WASHINGTON — New research reveals that aluminum tariffs continue to drive up costs for American businesses and hardworking American families. In the nearly six years since Section 232 tariffs on aluminum were imposed, the American beverage industry has paid more than $2.175 billion in unnecessary fees.
The research conducted by HARBOR Aluminum on behalf of the Beer Institute found that the U.S. beverage industry paid $2.175 billion in Section 232 tariffs on 10.295 million metric tons of aluminum since their implementation. Of that amount, only $135 million (6%) went to the U.S. Treasury. HARBOR Aluminum estimates U.S. rolling mills, U.S. smelters and Canadian smelters received $2.04 billion (94%) of the total by charging end-users – such as U.S. brewers – a tariff-burdened price regardless of whether the metal was meant to be tariffed based on its content or origin.

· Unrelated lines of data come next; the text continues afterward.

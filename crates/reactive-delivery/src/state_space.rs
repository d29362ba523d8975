use std::collections::HashMap;

use reactive_core::StateId;

use crate::interner::CityKey;

/// Decision-point situation: the agent is in `city`, optionally offered a task to `destination`.
#[derive(Debug, Clone, Copy, PartialEq, Eq, PartialOrd, Ord, Hash)]
pub struct State {
    pub city: CityKey,
    pub destination: Option<CityKey>,
}

/// Next city to occupy, and whether the offered task is carried there.
/// Compared by value so one action shares kernel and reward entries across states.
#[derive(Debug, Clone, Copy, PartialEq, Eq, Hash)]
pub struct PlanAction {
    pub move_to: CityKey,
    pub delivering: bool,
}

impl PlanAction {
    pub fn travel(move_to: CityKey) -> Self {
        PlanAction {
            move_to,
            delivering: false,
        }
    }

    pub fn deliver(move_to: CityKey) -> Self {
        PlanAction {
            move_to,
            delivering: true,
        }
    }
}

/// All `(city, destination | none)` states with their admissible actions.
#[derive(Debug, Clone)]
pub struct StateSpace {
    states: Vec<State>,
    actions: Vec<Vec<PlanAction>>,
    by_city: Vec<Vec<StateId>>,
    index: HashMap<State, StateId>,
}

impl StateSpace {
    /// Enumerate states city by city: every other city as destination, then no offer.
    /// Actions are the neighbors in the given order, then the delivery when an offer exists.
    pub fn enumerate(neighbors: &[Vec<CityKey>]) -> Self {
        let n = neighbors.len();
        let mut space = StateSpace {
            states: Vec::with_capacity(n * n),
            actions: Vec::with_capacity(n * n),
            by_city: vec![Vec::with_capacity(n); n],
            index: HashMap::with_capacity(n * n),
        };

        for c in 0..n {
            let city = CityKey::from(c);
            let destinations = (0..n)
                .filter(|d| *d != c)
                .map(|d| Some(CityKey::from(d)))
                .chain(std::iter::once(None));

            for destination in destinations {
                let state = State { city, destination };
                let mut actions: Vec<PlanAction> =
                    neighbors[c].iter().copied().map(PlanAction::travel).collect();
                if let Some(dest) = destination {
                    actions.push(PlanAction::deliver(dest));
                }

                let id = StateId::from(space.states.len());
                space.states.push(state);
                space.actions.push(actions);
                space.by_city[c].push(id);
                space.index.insert(state, id);
            }
        }

        space
    }

    pub fn len(&self) -> usize {
        self.states.len()
    }

    pub fn is_empty(&self) -> bool {
        self.states.is_empty()
    }

    pub fn states(&self) -> &[State] {
        &self.states
    }

    pub fn state(&self, id: StateId) -> Option<State> {
        self.states.get(id.index()).copied()
    }

    pub fn id_of(&self, state: &State) -> Option<StateId> {
        self.index.get(state).copied()
    }

    /// Admissible actions of a state, in tie-breaking order.
    pub fn possible_actions(&self, id: StateId) -> &[PlanAction] {
        self.actions
            .get(id.index())
            .map(Vec::as_slice)
            .unwrap_or(&[])
    }

    /// States located in `city`, in enumeration order.
    pub fn states_in(&self, city: CityKey) -> &[StateId] {
        self.by_city
            .get(city.index())
            .map(Vec::as_slice)
            .unwrap_or(&[])
    }

    pub fn action_count(&self) -> usize {
        self.actions.iter().map(Vec::len).sum()
    }
}
mod builder;
mod dispatcher;
mod domain;
mod error;
mod interner;
mod io;
mod kernel;
mod planner;
mod reward;
mod scenario;
mod simulator;
mod snapshot;
mod spec;
mod state_space;

#[cfg(test)]
mod tests;

pub use builder::ScenarioBuilder;
pub use domain::{Decision, Fleet, PlannedAction, Task, TaskDistribution, Topology, Vehicle};
pub use error::{DispatchError, PlannerError, ScenarioError, SimulationError};
pub use interner::{CityInterner, CityKey};
pub use io::{compile_yaml, load_yaml, save_yaml};
pub use kernel::TransitionKernel;
pub use planner::ReactivePlanner;
pub use reward::{RewardTable, mean_cost_per_km};
pub use scenario::Scenario;
pub use simulator::{DeliverySimulator, ProfitReport, StepOutcome};
pub use snapshot::{PolicyEntry, PolicySnapshot};
pub use spec::{RoadSpec, ScenarioSpec, TaskSpec, VehicleSpec};
pub use state_space::{PlanAction, State, StateSpace};
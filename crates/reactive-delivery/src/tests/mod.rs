mod kernel_tests;
mod state_space_tests;

use crate::{CityKey, Scenario, ScenarioBuilder};

pub(super) fn keys(raw: &[usize]) -> Vec<CityKey> {
    raw.iter().copied().map(CityKey::from).collect()
}

/// A - B - C line, B is the hub.
pub(super) fn line() -> Scenario {
    let mut builder = ScenarioBuilder::new();
    builder.add_city("A").add_city("B").add_city("C");
    builder.add_road("A", "B", 4.0).expect("cities exist");
    builder.add_road("B", "C", 6.0).expect("cities exist");
    builder.add_task("A", "C", 0.5, 30.0).expect("cities exist");
    builder.add_task("B", "A", 0.25, 8.0).expect("cities exist");
    builder.add_vehicle("v0", 1.0).add_vehicle("v1", 3.0);
    builder.compile().expect("scenario is valid")
}
use crate::{RoadSpec, Scenario, ScenarioError, ScenarioSpec, TaskSpec, VehicleSpec};

#[derive(Debug, Clone, Default)]
/// Struct to build delivery scenarios in code
pub struct ScenarioBuilder {
    cities: Vec<String>,
    roads: Vec<RoadSpec>,
    tasks: Vec<TaskSpec>,
    vehicles: Vec<VehicleSpec>,
}

impl ScenarioBuilder {
    pub fn new() -> Self {
        Self::default()
    }

    /// Add a city. Cities are enumerated in insertion order.
    pub fn add_city(&mut self, name: impl Into<String>) -> &mut Self {
        self.cities.push(name.into());
        self
    }

    /// Add a two-way road between known cities.
    pub fn add_road(
        &mut self,
        from: impl AsRef<str>,
        to: impl AsRef<str>,
        distance: f64,
    ) -> Result<&mut Self, ScenarioError> {
        self.push_road(from.as_ref(), to.as_ref(), distance, false)
    }

    /// Add a road that can only be travelled from `from` to `to`.
    pub fn add_one_way_road(
        &mut self,
        from: impl AsRef<str>,
        to: impl AsRef<str>,
        distance: f64,
    ) -> Result<&mut Self, ScenarioError> {
        self.push_road(from.as_ref(), to.as_ref(), distance, true)
    }

    /// Declare that `from` offers a task to `to` with the given probability and reward.
    pub fn add_task(
        &mut self,
        from: impl AsRef<str>,
        to: impl AsRef<str>,
        probability: f64,
        reward: f64,
    ) -> Result<&mut Self, ScenarioError> {
        let from = self.known(from.as_ref())?;
        let to = self.known(to.as_ref())?;
        self.tasks.push(TaskSpec {
            from,
            to,
            probability,
            reward,
        });
        Ok(self)
    }

    pub fn add_vehicle(&mut self, name: impl Into<String>, cost_per_km: f64) -> &mut Self {
        self.vehicles.push(VehicleSpec {
            name: name.into(),
            cost_per_km,
        });
        self
    }

    pub fn build_spec(self) -> Result<ScenarioSpec, ScenarioError> {
        let spec = ScenarioSpec {
            version: Some(1),
            cities: self.cities,
            roads: self.roads,
            tasks: self.tasks,
            vehicles: self.vehicles,
        };
        spec.validate()?;
        Ok(spec)
    }

    pub fn compile(self) -> Result<Scenario, ScenarioError> {
        let spec = self.build_spec()?;
        spec.compile()
    }

    fn push_road(
        &mut self,
        from: &str,
        to: &str,
        distance: f64,
        one_way: bool,
    ) -> Result<&mut Self, ScenarioError> {
        let from = self.known(from)?;
        let to = self.known(to)?;
        self.roads.push(RoadSpec {
            from,
            to,
            distance,
            one_way,
        });
        Ok(self)
    }

    fn known(&self, city: &str) -> Result<String, ScenarioError> {
        self.cities
            .iter()
            .find(|c| c.as_str() == city)
            .cloned()
            .ok_or_else(|| ScenarioError::BuilderUnknownCity {
                city: city.to_string(),
            })
    }
}
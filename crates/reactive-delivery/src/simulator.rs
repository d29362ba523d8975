use rand::{RngCore, SeedableRng};
use rand_chacha::ChaCha8Rng;
use serde::Serialize;
use tracing::{debug, info};

use crate::{
    ReactivePlanner, Scenario, SimulationError,
    domain::{Decision, Fleet, Task, TaskDistribution, Topology, Vehicle},
};

/// Running profit figures of a simulated vehicle.
#[derive(Debug, Clone, Default, PartialEq, Serialize)]
pub struct ProfitReport {
    pub actions: u64,
    pub deliveries: u64,
    pub total_reward: f64,
    pub total_cost: f64,
}

impl ProfitReport {
    pub fn total_profit(&self) -> f64 {
        self.total_reward - self.total_cost
    }

    /// Profit per action, 0 before the first action.
    pub fn average_profit(&self) -> f64 {
        if self.actions == 0 {
            0.0
        } else {
            self.total_profit() / self.actions as f64
        }
    }
}

/// One decision tick: what was offered, what the planner chose, and what it earned.
#[derive(Debug, Clone, PartialEq)]
pub struct StepOutcome {
    pub offered: Option<Task<String>>,
    pub decision: Decision<String>,
    pub profit: f64,
}

#[derive(Debug, Clone)]
/// Seeded host loop driving one vehicle with a solved planner.
pub struct DeliverySimulator {
    scenario: Scenario,
    planner: ReactivePlanner<String>,
    current: String,
    cost_per_km: f64,
    rng: ChaCha8Rng,
    next_task_id: u64,
    report: ProfitReport,
}

impl DeliverySimulator {
    /// Create a simulator with deterministic RNG seed. The first vehicle of the fleet is driven.
    pub fn new(
        scenario: Scenario,
        planner: ReactivePlanner<String>,
        home: impl Into<String>,
        seed: u64,
    ) -> Result<Self, SimulationError> {
        let home = home.into();
        if !scenario.contains(&home) {
            return Err(SimulationError::UnknownHome { city: home });
        }
        let cost_per_km = scenario
            .vehicles()
            .first()
            .map_or(0.0, Vehicle::cost_per_km);

        Ok(Self {
            scenario,
            planner,
            current: home,
            cost_per_km,
            rng: ChaCha8Rng::seed_from_u64(seed),
            next_task_id: 0,
            report: ProfitReport::default(),
        })
    }

    pub fn current_city(&self) -> &str {
        &self.current
    }

    pub fn report(&self) -> &ProfitReport {
        &self.report
    }

    pub fn planner(&self) -> &ReactivePlanner<String> {
        &self.planner
    }

    /// Draw the next offer in the current city from the task distribution.
    pub fn draw_offer(&mut self) -> Option<Task<String>> {
        let sample = (self.rng.next_u64() >> 11) as f64 / (1u64 << 53) as f64;
        let mut cumulative = 0.0;

        for destination in self.scenario.city_names() {
            if *destination == self.current {
                continue;
            }
            cumulative += self
                .scenario
                .probability(&self.current, Some(destination));
            if sample < cumulative {
                let task = Task {
                    id: self.next_task_id,
                    pickup: self.current.clone(),
                    delivery: destination.clone(),
                    reward: self.scenario.reward(&self.current, destination),
                };
                self.next_task_id += 1;
                return Some(task);
            }
        }

        None
    }

    /// Run one decision tick and apply its cost and reward.
    pub fn step(&mut self) -> Result<StepOutcome, SimulationError> {
        let offered = self.draw_offer();
        let decision = self.planner.decide(&self.current, offered.as_ref())?;

        let (destination, reward) = match &decision {
            Decision::Deliver(task) => (task.delivery.clone(), task.reward),
            Decision::Move(city) => (city.clone(), 0.0),
        };
        let cost = self.scenario.distance(&self.current, &destination) * self.cost_per_km;

        debug!(
            from = %self.current,
            to = %destination,
            delivering = matches!(decision, Decision::Deliver(_)),
            reward,
            cost,
            "vehicle acted"
        );

        self.report.actions += 1;
        self.report.total_cost += cost;
        if matches!(decision, Decision::Deliver(_)) {
            self.report.deliveries += 1;
            self.report.total_reward += reward;
        }
        self.current = destination;

        info!(
            actions = self.report.actions,
            total_profit = self.report.total_profit(),
            average_profit = self.report.average_profit(),
            "profit after action"
        );

        Ok(StepOutcome {
            offered,
            decision,
            profit: reward - cost,
        })
    }

    /// Run `steps` decision ticks and return the accumulated report.
    pub fn run(&mut self, steps: usize) -> Result<ProfitReport, SimulationError> {
        for _ in 0..steps {
            self.step()?;
        }
        Ok(self.report.clone())
    }
}
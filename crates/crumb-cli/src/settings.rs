//! Application configuration, read from `crumb.toml` and `CRUMB_*`
//! environment variables.

use std::path::{Path, PathBuf};

use anyhow::Context as _;
use crumb_core::ConsentConfig;
use crumb_store_sqlite::CookieScope;
use serde::Deserialize;

/// Runtime configuration. Every field has a default, so an absent config
/// file is not an error.
#[derive(Debug, Deserialize)]
#[serde(default)]
pub struct AppConfig {
  pub profile_path: PathBuf,
  pub consent:      ConsentConfig,
  pub cookie_scope: CookieScope,
}

impl Default for AppConfig {
  fn default() -> Self {
    Self {
      profile_path: PathBuf::from("~/.local/share/crumb/profile.sqlite"),
      consent:      ConsentConfig::default(),
      cookie_scope: CookieScope::default(),
    }
  }
}

/// Load `path` (if it exists) overlaid with the environment, e.g.
/// `CRUMB_PROFILE_PATH` or `CRUMB_CONSENT__TTL_DAYS`.
pub fn load(path: &Path) -> anyhow::Result<AppConfig> {
  let settings = config::Config::builder()
    .add_source(config::File::from(path).required(false))
    .add_source(
      config::Environment::with_prefix("CRUMB")
        .prefix_separator("_")
        .separator("__"),
    )
    .build()
    .context("failed to read config file")?;

  let app: AppConfig = settings
    .try_deserialize()
    .context("failed to deserialise AppConfig")?;
  app
    .consent
    .validate()
    .context("invalid [consent] configuration")?;
  Ok(app)
}

/// Expand a leading `~` to the user's home directory.
pub fn expand_tilde(path: &Path) -> PathBuf {
  let s = path.to_string_lossy();
  if let Some(rest) = s.strip_prefix("~/")
    && let Ok(home) = std::env::var("HOME")
  {
    return PathBuf::from(home).join(rest);
  }
  path.to_path_buf()
}

#[cfg(test)]
mod tests {
  use std::io::Write as _;

  use crumb_core::Category;
  use crumb_store_sqlite::SameSite;

  use super::*;

  fn write_config(contents: &str) -> tempfile::NamedTempFile {
    let mut file = tempfile::Builder::new().suffix(".toml").tempfile().unwrap();
    file.write_all(contents.as_bytes()).unwrap();
    file
  }

  #[test]
  fn missing_file_yields_defaults() {
    let app = load(Path::new("/nonexistent/crumb.toml")).unwrap();
    assert_eq!(app.consent.record_key, "consent_record");
    assert_eq!(app.cookie_scope, CookieScope::default());
  }

  #[test]
  fn file_overrides_nested_tables() {
    let file = write_config(
      r#"
        profile_path = "/tmp/visitor.sqlite"

        [consent]
        ttl_days = 180

        [consent.artifacts]
        analytics = ["_ga", "_pk_id"]

        [cookie_scope]
        same_site = "lax"
      "#,
    );

    let app = load(file.path()).unwrap();

    assert_eq!(app.profile_path, PathBuf::from("/tmp/visitor.sqlite"));
    assert_eq!(app.consent.ttl_days, 180);
    assert_eq!(app.consent.artifacts[&Category::Analytics], ["_ga", "_pk_id"]);
    assert_eq!(app.cookie_scope.same_site, SameSite::Lax);
    assert_eq!(app.cookie_scope.path, "/");
  }

  #[test]
  fn invalid_consent_config_is_rejected() {
    let file = write_config("[consent]\nttl_days = -1\n");
    assert!(load(file.path()).is_err());

    let file = write_config("[consent]\nttl_days = 200000000\n");
    assert!(load(file.path()).is_err());
  }

  #[test]
  fn tilde_expands_to_home() {
    let Ok(home) = std::env::var("HOME") else { return };
    assert_eq!(
      expand_tilde(Path::new("~/profile.sqlite")),
      PathBuf::from(home).join("profile.sqlite")
    );
    assert_eq!(
      expand_tilde(Path::new("/abs/profile.sqlite")),
      PathBuf::from("/abs/profile.sqlite")
    );
  }
}
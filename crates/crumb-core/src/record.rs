//! The persisted consent record and the partial choices it is built from.
//!
//! A record is never edited in place. Every save builds a fresh record from
//! [`ConsentChoices`] merged over the defaults, and that record replaces
//! whatever was stored before.

use chrono::{DateTime, Utc};
use serde::{Deserialize, Serialize};

use crate::category::Category;

// ─── Record ──────────────────────────────────────────────────────────────────

/// Which categories a visitor has allowed, as persisted in the expiring
/// backend.
#[derive(Debug, Clone, PartialEq, Eq, Serialize, Deserialize)]
#[serde(rename_all = "camelCase")]
pub struct ConsentRecord {
  /// Always `true`.
  pub necessary:      bool,
  pub analytics:      bool,
  pub marketing:      bool,
  pub preferences:    bool,
  /// When the record was saved. Audit-only; never consulted for logic.
  pub timestamp:      DateTime<Utc>,
  pub schema_version: String,
}

impl ConsentRecord {
  /// Whether `category` is granted by this record.
  pub fn granted(&self, category: Category) -> bool {
    match category {
      Category::Necessary => true,
      Category::Analytics => self.analytics,
      Category::Marketing => self.marketing,
      Category::Preferences => self.preferences,
    }
  }

  /// The visitor-controlled part of this record, as editable choices.
  pub fn choices(&self) -> ConsentChoices {
    ConsentChoices {
      necessary:   Some(true),
      analytics:   Some(self.analytics),
      marketing:   Some(self.marketing),
      preferences: Some(self.preferences),
    }
  }

  /// Categories this record refuses.
  pub fn refused(&self) -> impl Iterator<Item = Category> + '_ {
    Category::optional().filter(|c| !self.granted(*c))
  }
}

// ─── Choices ─────────────────────────────────────────────────────────────────

/// A partial set of category decisions. Unset fields fall back to the
/// default (refused); `necessary` is forced on regardless of its value here.
#[derive(Debug, Clone, Copy, Default, PartialEq, Eq, Serialize, Deserialize)]
pub struct ConsentChoices {
  #[serde(default, skip_serializing_if = "Option::is_none")]
  pub necessary:   Option<bool>,
  #[serde(default, skip_serializing_if = "Option::is_none")]
  pub analytics:   Option<bool>,
  #[serde(default, skip_serializing_if = "Option::is_none")]
  pub marketing:   Option<bool>,
  #[serde(default, skip_serializing_if = "Option::is_none")]
  pub preferences: Option<bool>,
}

impl ConsentChoices {
  /// Every optional category granted.
  pub fn all() -> Self { Self::uniform(true) }

  /// Every optional category refused.
  pub fn necessary_only() -> Self { Self::uniform(false) }

  fn uniform(granted: bool) -> Self {
    Self {
      necessary:   None,
      analytics:   Some(granted),
      marketing:   Some(granted),
      preferences: Some(granted),
    }
  }

  /// Set the decision for a single category.
  pub fn with(mut self, category: Category, granted: bool) -> Self {
    self.set(category, granted);
    self
  }

  pub fn set(&mut self, category: Category, granted: bool) {
    let slot = match category {
      Category::Necessary => &mut self.necessary,
      Category::Analytics => &mut self.analytics,
      Category::Marketing => &mut self.marketing,
      Category::Preferences => &mut self.preferences,
    };
    *slot = Some(granted);
  }

  /// The effective decision for `category` once merged over the defaults.
  pub fn get(&self, category: Category) -> bool {
    match category {
      Category::Necessary => true,
      Category::Analytics => self.analytics.unwrap_or(false),
      Category::Marketing => self.marketing.unwrap_or(false),
      Category::Preferences => self.preferences.unwrap_or(false),
    }
  }

  /// Build a complete record from these choices. `necessary` is always
  /// `true` in the result.
  pub fn into_record(
    self,
    timestamp: DateTime<Utc>,
    schema_version: impl Into<String>,
  ) -> ConsentRecord {
    ConsentRecord {
      necessary: true,
      analytics: self.get(Category::Analytics),
      marketing: self.get(Category::Marketing),
      preferences: self.get(Category::Preferences),
      timestamp,
      schema_version: schema_version.into(),
    }
  }
}
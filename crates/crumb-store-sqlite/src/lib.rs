//! SQLite backend for the Crumb consent store.
//!
//! One SQLite file is one visitor profile. It holds both durable backends
//! the consent store needs: a cookie jar with expiry and scope attributes,
//! and a non-expiring local storage map.

mod encode;
mod schema;
mod scope;
mod store;

pub mod error;

pub use error::{Error, Result};
pub use scope::{CookieScope, SameSite};
pub use store::{CookieJar, LocalStorage, SqliteProfile, StoredCookie};

#[cfg(test)]
mod tests;
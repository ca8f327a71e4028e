//! The durable key-value abstraction and its in-process implementations.
//!
//! Backends are byte-transparent string maps. They may fail (disabled
//! storage, quota, no storage medium at all); the [`Durable`] wrapper is what
//! the rest of the crate talks to, and it turns every failure into an
//! absent read or a no-op write.

use std::{
  cell::RefCell,
  collections::BTreeMap,
  convert::Infallible,
  rc::Rc,
};

use chrono::{DateTime, TimeDelta, Utc};

use crate::Error;

// ─── Trait ───────────────────────────────────────────────────────────────────

/// A string key → string value store.
///
/// Implemented by the in-memory [`MemoryBackend`] and by storage crates such
/// as `crumb-store-sqlite`. Implementations perform no validation of values.
pub trait KvBackend {
  type Error: std::error::Error + 'static;

  /// Return the value stored under `key`, or `None` if it is absent or its
  /// time-to-live has elapsed.
  fn get(&self, key: &str) -> Result<Option<String>, Self::Error>;

  /// Store `value` under `key`, replacing any previous value. `ttl = None`
  /// means the entry never expires.
  fn set(
    &self,
    key: &str,
    value: &str,
    ttl: Option<TimeDelta>,
  ) -> Result<(), Self::Error>;

  /// Remove `key`. Removing an absent key succeeds.
  fn delete(&self, key: &str) -> Result<(), Self::Error>;
}

/// 9999-12-31T23:59:59Z, the latest expiry a backend records.
const LATEST_EXPIRY_SECS: i64 = 253_402_300_799;

/// The instant an entry written at `now` with `ttl` expires.
///
/// Never overflows: an expiry past year 9999 is clamped to its last second,
/// and an underflowing negative `ttl` expires the entry at `now`.
pub fn expiry_after(now: DateTime<Utc>, ttl: TimeDelta) -> DateTime<Utc> {
  let latest = DateTime::from_timestamp(LATEST_EXPIRY_SECS, 0)
    .unwrap_or(DateTime::<Utc>::MAX_UTC);
  match now.checked_add_signed(ttl) {
    Some(at) => at.min(latest),
    None if ttl < TimeDelta::zero() => now,
    None => latest,
  }
}

// ─── No-throw wrapper ────────────────────────────────────────────────────────

/// A backend whose operations never fail from the caller's point of view.
pub struct Durable<B> {
  label:   &'static str,
  backend: B,
}

impl<B: KvBackend> Durable<B> {
  /// Wrap `backend`; `label` names it in diagnostics.
  pub fn new(label: &'static str, backend: B) -> Self { Self { label, backend } }

  pub fn get(&self, key: &str) -> Option<String> {
    match self.backend.get(key) {
      Ok(value) => value,
      Err(error) => {
        tracing::warn!(
          backend = self.label,
          key,
          %error,
          "storage unavailable, treating entry as absent"
        );
        None
      }
    }
  }

  pub fn set(&self, key: &str, value: &str, ttl: Option<TimeDelta>) {
    if let Err(error) = self.backend.set(key, value, ttl) {
      tracing::warn!(
        backend = self.label,
        key,
        %error,
        "storage unavailable, write dropped"
      );
    }
  }

  pub fn delete(&self, key: &str) {
    if let Err(error) = self.backend.delete(key) {
      tracing::warn!(
        backend = self.label,
        key,
        %error,
        "storage unavailable, delete dropped"
      );
    }
  }
}

// ─── In-memory backend ───────────────────────────────────────────────────────

#[derive(Debug, Clone)]
struct MemoryEntry {
  value:      String,
  expires_at: Option<DateTime<Utc>>,
}

impl MemoryEntry {
  fn is_live(&self, now: DateTime<Utc>) -> bool {
    self.expires_at.is_none_or(|at| at > now)
  }
}

/// A process-local backend, used in tests and for sessions without a
/// storage medium.
///
/// Cloning is cheap and clones share the same entries, so a test can keep a
/// handle to inspect what the store wrote.
#[derive(Debug, Clone, Default)]
pub struct MemoryBackend {
  entries: Rc<RefCell<BTreeMap<String, MemoryEntry>>>,
}

impl MemoryBackend {
  pub fn new() -> Self { Self::default() }

  /// Whether a live entry exists for `key`.
  pub fn contains(&self, key: &str) -> bool {
    let now = Utc::now();
    self
      .entries
      .borrow()
      .get(key)
      .is_some_and(|entry| entry.is_live(now))
  }

  /// Keys of all live entries, in sorted order.
  pub fn keys(&self) -> Vec<String> {
    let now = Utc::now();
    self
      .entries
      .borrow()
      .iter()
      .filter(|(_, entry)| entry.is_live(now))
      .map(|(key, _)| key.clone())
      .collect()
  }
}

impl KvBackend for MemoryBackend {
  type Error = Infallible;

  fn get(&self, key: &str) -> Result<Option<String>, Infallible> {
    let now = Utc::now();
    Ok(
      self
        .entries
        .borrow()
        .get(key)
        .filter(|entry| entry.is_live(now))
        .map(|entry| entry.value.clone()),
    )
  }

  fn set(
    &self,
    key: &str,
    value: &str,
    ttl: Option<TimeDelta>,
  ) -> Result<(), Infallible> {
    let entry = MemoryEntry {
      value:      value.to_owned(),
      expires_at: ttl.map(|ttl| expiry_after(Utc::now(), ttl)),
    };
    self.entries.borrow_mut().insert(key.to_owned(), entry);
    Ok(())
  }

  fn delete(&self, key: &str) -> Result<(), Infallible> {
    self.entries.borrow_mut().remove(key);
    Ok(())
  }
}

// ─── Unavailable backend ─────────────────────────────────────────────────────

/// A backend with no storage medium behind it: every operation fails with
/// [`Error::StorageUnavailable`].
#[derive(Debug, Clone, Copy, Default)]
pub struct UnavailableBackend;

impl KvBackend for UnavailableBackend {
  type Error = Error;

  fn get(&self, _key: &str) -> Result<Option<String>, Error> {
    Err(Error::StorageUnavailable)
  }

  fn set(
    &self,
    _key: &str,
    _value: &str,
    _ttl: Option<TimeDelta>,
  ) -> Result<(), Error> {
    Err(Error::StorageUnavailable)
  }

  fn delete(&self, _key: &str) -> Result<(), Error> {
    Err(Error::StorageUnavailable)
  }
}
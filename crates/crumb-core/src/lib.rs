//! Core types and state machine for the Crumb consent preference store.
//!
//! This crate is deliberately free of database and UI dependencies. Durable
//! storage is reached through the [`backend::KvBackend`] trait and the prompt
//! surface through [`prompt::PromptHandle`]; concrete implementations live in
//! other crates (e.g. `crumb-store-sqlite`) or in the calling application.

pub mod backend;
pub mod category;
pub mod cleanup;
pub mod codec;
pub mod config;
pub mod error;
pub mod prompt;
pub mod record;
pub mod store;

pub use category::Category;
pub use config::ConsentConfig;
pub use error::{Error, Result};
pub use prompt::{PromptCallbacks, PromptController, PromptHandle};
pub use record::{ConsentChoices, ConsentRecord};
pub use store::{ConsentState, ConsentStore, PromptStatus, Subscription};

“After almost six years, the American beverage industry has paid nearly $2.2 billion in unnecessary fees since Section 232 tariffs on aluminum were implemented,” said Brian Crawford, president and CEO of the Beer Institute. “Brewers and countless hardworking Americans in industries that depend on aluminum have been taking it on the chin for far too long. The reality is that Section 232 tariffs hurt far more than they help, and they hurt consumers who are already feeling the effects of inflation at the register. We are reiterating our call to the Biden administration to lift these harmful tariffs and deliver much-needed relief to the 2.4 million Americans whose livelihoods depend on beer, as well as the millions more working in critical manufacturing industries who rely on aluminum.”
There are more than 6,600 breweries in the United States, supporting nearly 2.4 million American jobs and contributing more than $409 billion to the U.S. economy. Brewers and beverage producers of all sizes pay a higher price for aluminum because rolling mills and smelters include tariffs in their prices – regardless of whether the metal is subject to Section 232 tariffs. Paying a tariff-laden price on all aluminum drives up costs for producers and makes consumer goods more expensive.
Imported primary aluminum and cansheet are critical to the U.S. beer industry as more than 74% of all beer produced in the U.S. is packaged in aluminum cans and bottles. In 2020, brewers bought more than 41 billion aluminum cans and bottles, making aluminum the single most significant input cost in American beer manufacturing.
Additionally, the Beer Institute recently launched MidwestPremiumExposed.org to educate consumers and lawmakers about the Midwest Premium (MWP), an obscure pricing system that allows aluminum producers to charge end-users a tariff on non-tariffed metal. Shining a light on the MWP will bring transparency and competition back to the aluminum market and deliver relief for the brewers and countless other industries hurt by inflated aluminum prices.